On Friday, the U.S. dollar hit a record high against the freely
traded yuan in the offshore market, and was last up 0.3%. The
dollar was 0.2% stronger by against the onshore yuan, after earlier
touching a fresh six-year high.
Most of the dollar's strength came from the euro's weakness and
higher expectations of an interest-rate increase by December.
"It is the pace of change in the dollar market that is a cause
of concern," said Chris Weston, chief market strategist at IG. A
stronger dollar hurts returns that U.S. investors earn on overseas
investments. The greenback is expected to keep gaining strength
until December, say analysts. "A Fed hike in December is more of a
mainstream view now," said Mr. Weston.
In China, the yuan's weakness stoked fears of a renewed cash
exodus, as was the case after Beijing depreciated the currency in
August last year. At the same time, China's housing market
continues to sizzle, with home prices rising in 63 of 70 cities in
September from the previous month. Average new home prices rose
1.8% in September, versus a 1.3% gain in August.

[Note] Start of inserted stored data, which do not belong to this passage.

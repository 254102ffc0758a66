use crate::jobs::management::is_job_cancelled;
use async_trait::async_trait;
use color_eyre::Result;
use common_services::indexing::WriteFence;
use common_services::object_store::ObjectStore;
use common_types::ObjectRef;
use sqlx::PgPool;

/// Allows writes while the job is not cancelled and the object still exists.
///
/// A removal event cancels in-flight creation jobs, and is only emitted after the
/// object is gone, so checking both around an upsert keeps deleted objects out
/// of the index.
pub struct JobFence<'a> {
    pool: &'a PgPool,
    store: &'a dyn ObjectStore,
    job_id: i64,
}

impl<'a> JobFence<'a> {
    #[must_use]
    pub const fn new(pool: &'a PgPool, store: &'a dyn ObjectStore, job_id: i64) -> Self {
        Self {
            pool,
            store,
            job_id,
        }
    }
}

#[async_trait]
impl WriteFence for JobFence<'_> {
    async fn allows_write(&self, object: &ObjectRef) -> Result<bool> {
        if is_job_cancelled(self.pool, self.job_id).await? {
            return Ok(false);
        }
        Ok(self.store.exists(object).await?)
    }
}

/// Only checks that the object exists, for work that has no job row.
pub struct ExistenceFence<'a>(pub &'a dyn ObjectStore);

#[async_trait]
impl WriteFence for ExistenceFence<'_> {
    async fn allows_write(&self, object: &ObjectRef) -> Result<bool> {
        Ok(self.0.exists(object).await?)
    }
}
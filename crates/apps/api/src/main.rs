use api::serve;
use app_state::load_app_settings;
use color_eyre::Result;
use common_services::database::get_db_pool;
use common_services::startup::retry_startup;
use tracing_subscriber::layer::SubscriberExt;
use tracing_subscriber::util::SubscriberInitExt;

#[tokio::main]
async fn main() -> Result<()> {
    tracing_subscriber::registry()
        .with(
            tracing_subscriber::EnvFilter::try_from_default_env()
                .unwrap_or_else(|_| "api=info,listener=info,tower_http=debug".into()),
        )
        .with(tracing_subscriber::fmt::layer())
        .init();
    color_eyre::install()?;

    let settings = load_app_settings()?;
    let pool = retry_startup(&settings.startup, "database", || {
        get_db_pool(&settings.database, true)
    })
    .await?;

    serve(pool, settings).await?;

    Ok(())
}
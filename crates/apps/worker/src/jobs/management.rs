use crate::context::WorkerContext;
use crate::handlers::JobResult;
use crate::macros::backoff_seconds;
use chrono::{Duration, Utc};
use color_eyre::{Report, Result};
use common_services::alert;
use common_services::database::jobs::{Job, JobStatus};
use common_types::JobOutcome;
use sqlx::PgPool;
use sqlx::types::Json;
use tracing::{info, warn};

/// Atomically claims the next available job from the queue.
///
/// Running jobs whose heartbeat went stale belong to a crashed worker and are
/// claimed again.
///
/// # Errors
///
/// Returns an error if the database transaction fails.
pub async fn claim_next_job(context: &WorkerContext) -> Result<Option<Job>> {
    let mut tx = context.pool.begin().await?;
    let heartbeat_timeout_seconds = context.settings.queue.heartbeat_timeout_seconds as f64;

    let job = sqlx::query_as::<_, Job>(
        r"
        WITH candidate AS (
            SELECT id FROM jobs
            WHERE (status = 'queued' AND scheduled_at <= now())
               OR (status = 'running' AND last_heartbeat < now() - interval '1 second' * $2)
            ORDER BY priority, scheduled_at, created_at
            FOR UPDATE SKIP LOCKED
            LIMIT 1
        )
        UPDATE jobs
        SET status = 'running',
            owner = $1,
            started_at = now(),
            last_heartbeat = now(),
            attempts = CASE WHEN status = 'running' THEN attempts + 1 ELSE attempts END
        WHERE id = (SELECT id FROM candidate)
        RETURNING id, job_type, bucket, object_key, event_kind, payload, priority, attempts, max_attempts
        ",
    )
    .bind(&context.worker_id)
    .bind(heartbeat_timeout_seconds)
    .fetch_optional(&mut *tx)
    .await?;

    tx.commit().await?;
    Ok(job)
}

/// Updates a job's status based on a successful completion result.
///
/// # Errors
///
/// Returns an error if the database update fails.
pub async fn update_job_on_completion(pool: &PgPool, job: &Job, result: JobResult) -> Result<()> {
    match result {
        JobResult::Done(outcome) => mark_job_done(pool, job.id, &outcome).await,
        JobResult::Cancelled => mark_job_cancelled(pool, job.id).await,
    }
}

/// Updates a job's status on failure, either marking it as failed or rescheduling it.
///
/// # Errors
///
/// Returns an error if the database update fails.
pub async fn update_job_on_failure(pool: &PgPool, job: &Job, error: &Report) -> Result<()> {
    let error_string = &format!("{error:?}");
    let outcome = JobOutcome::error(error.to_string());
    if job.attempts + 1 >= job.max_attempts {
        mark_job_failed(pool, job.id, error_string, &outcome).await
    } else {
        let delay = backoff_seconds(job.attempts);
        reschedule_for_retry(pool, job.id, delay, error_string, &outcome).await
    }
}

/// Puts a claimed job back in the queue without using up an attempt.
///
/// # Errors
///
/// Returns an error if the database update fails.
pub async fn release_job(pool: &PgPool, job: &Job, error: &Report) -> Result<()> {
    warn!("Releasing job {} back to the queue", job.id);
    sqlx::query(
        "UPDATE jobs SET status = 'queued', owner = NULL, started_at = NULL, last_error = $2 WHERE id = $1 AND status = 'running'",
    )
    .bind(job.id)
    .bind(format!("{error:?}"))
    .execute(pool)
    .await?;
    Ok(())
}

/// Marks a job as done in the database.
///
/// # Errors
///
/// Returns an error if the database query fails.
async fn mark_job_done(pool: &PgPool, job_id: i64, outcome: &JobOutcome) -> Result<()> {
    sqlx::query("UPDATE jobs SET status = 'done', finished_at = now(), result = $2 WHERE id = $1")
        .bind(job_id)
        .bind(Json(outcome))
        .execute(pool)
        .await?;
    Ok(())
}

/// Marks a job as cancelled in the database.
///
/// # Errors
///
/// Returns an error if the database query fails.
async fn mark_job_cancelled(pool: &PgPool, job_id: i64) -> Result<()> {
    sqlx::query("UPDATE jobs SET status = 'cancelled', finished_at = now() WHERE id = $1")
        .bind(job_id)
        .execute(pool)
        .await?;
    Ok(())
}

/// Marks a job as failed in the database.
///
/// # Errors
///
/// Returns an error if the database query fails.
async fn mark_job_failed(
    pool: &PgPool,
    job_id: i64,
    last_error: &str,
    outcome: &JobOutcome,
) -> Result<()> {
    alert!("‼️ Marking job {} as failed: {}", job_id, last_error);
    sqlx::query(
        "UPDATE jobs SET status = 'failed', finished_at = now(), last_error = $2, result = $3, attempts = attempts + 1 WHERE id = $1",
    )
    .bind(job_id)
    .bind(last_error)
    .bind(Json(outcome))
    .execute(pool)
    .await?;
    Ok(())
}

/// Reschedules a job to be tried again after a backoff period.
///
/// # Errors
///
/// Returns an error if the database query fails.
async fn reschedule_for_retry(
    pool: &PgPool,
    job_id: i64,
    backoff_secs: i64,
    last_error: &str,
    outcome: &JobOutcome,
) -> Result<()> {
    warn!("⚠️ Rescheduling job {}. Backoff: {}s", job_id, backoff_secs);
    info!("{last_error}");
    let scheduled_at = Utc::now() + Duration::seconds(backoff_secs);
    // A job cancelled meanwhile stays cancelled; a newer queued duplicate takes over.
    let result = sqlx::query(
        r"
        UPDATE jobs j
        SET status = 'queued', scheduled_at = $2, attempts = attempts + 1, owner = NULL,
            started_at = NULL, last_error = $3, result = $4
        WHERE j.id = $1
          AND j.status = 'running'
          AND NOT EXISTS (
              SELECT 1 FROM jobs d
              WHERE d.status = 'queued'
                AND d.job_type = j.job_type
                AND d.bucket = j.bucket
                AND d.object_key = j.object_key
                AND d.event_kind = j.event_kind
          )
        ",
    )
    .bind(job_id)
    .bind(scheduled_at)
    .bind(last_error)
    .bind(Json(outcome))
    .execute(pool)
    .await?;

    if result.rows_affected() == 0 {
        info!("Not rescheduling job {job_id}, it was cancelled or superseded.");
        mark_job_cancelled(pool, job_id).await?;
    }
    Ok(())
}

/// Checks if a job has been cancelled, or deleted.
///
/// # Errors
///
/// Returns an error if the database query fails.
pub async fn is_job_cancelled(pool: &PgPool, job_id: i64) -> Result<bool> {
    let status: Option<JobStatus> = sqlx::query_scalar("SELECT status FROM jobs WHERE id = $1")
        .bind(job_id)
        .fetch_optional(pool)
        .await?;
    Ok(status.is_none_or(|s| s == JobStatus::Cancelled))
}
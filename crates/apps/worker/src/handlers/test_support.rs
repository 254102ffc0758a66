use common_types::BoundingBox;
use face_engine::{
    DetectedFace, FaceBox, FaceDetector, FaceEmbedder, FaceEngine, InferenceError, RetryPolicy,
    l2_normalize,
};
use image::{ImageFormat, RgbImage};
use std::io::Cursor;
use std::sync::Arc;
use std::time::Duration;

struct FixedDetector(Vec<DetectedFace>);

impl FaceDetector for FixedDetector {
    fn detect(&mut self, _image: &RgbImage) -> Result<Vec<DetectedFace>, InferenceError> {
        Ok(self.0.clone())
    }
}

/// Embeds a box as the normalized direction of its top-left corner.
struct CornerEmbedder;

impl FaceEmbedder for CornerEmbedder {
    fn dimension(&self) -> usize {
        4
    }

    fn embed(&mut self, _image: &RgbImage, bbox: &BoundingBox) -> Result<Vec<f32>, InferenceError> {
        Ok(l2_normalize(vec![
            bbox.x1 as f32 + 1.0,
            bbox.y1 as f32 + 1.0,
            0.0,
            0.0,
        ]))
    }
}

pub fn detected(x1: f32, y1: f32, x2: f32, y2: f32) -> DetectedFace {
    DetectedFace {
        bbox: FaceBox { x1, y1, x2, y2 },
        landmarks: [[x1, y1]; 5],
        confidence: 0.97,
    }
}

pub fn engine_with(faces: Vec<DetectedFace>) -> Arc<FaceEngine> {
    Arc::new(FaceEngine::new(
        Box::new(FixedDetector(faces)),
        Box::new(CornerEmbedder),
        RetryPolicy::new(1, Duration::ZERO),
        1024,
    ))
}

pub fn png_bytes(width: u32, height: u32) -> color_eyre::Result<Vec<u8>> {
    let mut out = Cursor::new(Vec::new());
    RgbImage::new(width, height).write_to(&mut out, ImageFormat::Png)?;
    Ok(out.into_inner())
}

As a result, Chinese stocks were under pressure, with traders
balancing yuan declines with the strong China housing price
data.
"Investors are on the fence as to whether to divert funds from
properties to equities," said Zhang Xin, an analyst at Guotai Junan
Securities.
The benchmark Shanghai Composite Index, however, recovered in
late trade to end up 0.2% while the Shenzhen Composite Index ended
down 0.4%. Hong Kong's stock market was closed Friday as the city
was shut down due to a typhoon.
The stronger dollar also weighed on oil, adding pressure after
statements from Russia about increasing production. Rosneft, the
world's biggest oil producer, noted that it could raise production
significantly, according to analysts.
"They suggested that if demand was there, they could raise
output by as much as 4 million barrels a day," said ANZ in a note
to clients. This was at odds with Russia's previous stance of a
joint production cut with the Organization of the Petroleum
Exporting Countries.
Among major energy stocks, shares in Australia's Oil Search
declined 2.3%, while Woodside Petroleum fell 0.9%, dragging
Australia's S&P/ASX 200 down 0.2%.
Kosaku Narioka, Tom Fairless, Yifan Xie, Hiroyuki Kachi,
Dominique Fong and Jenny Hsu contributed to the article.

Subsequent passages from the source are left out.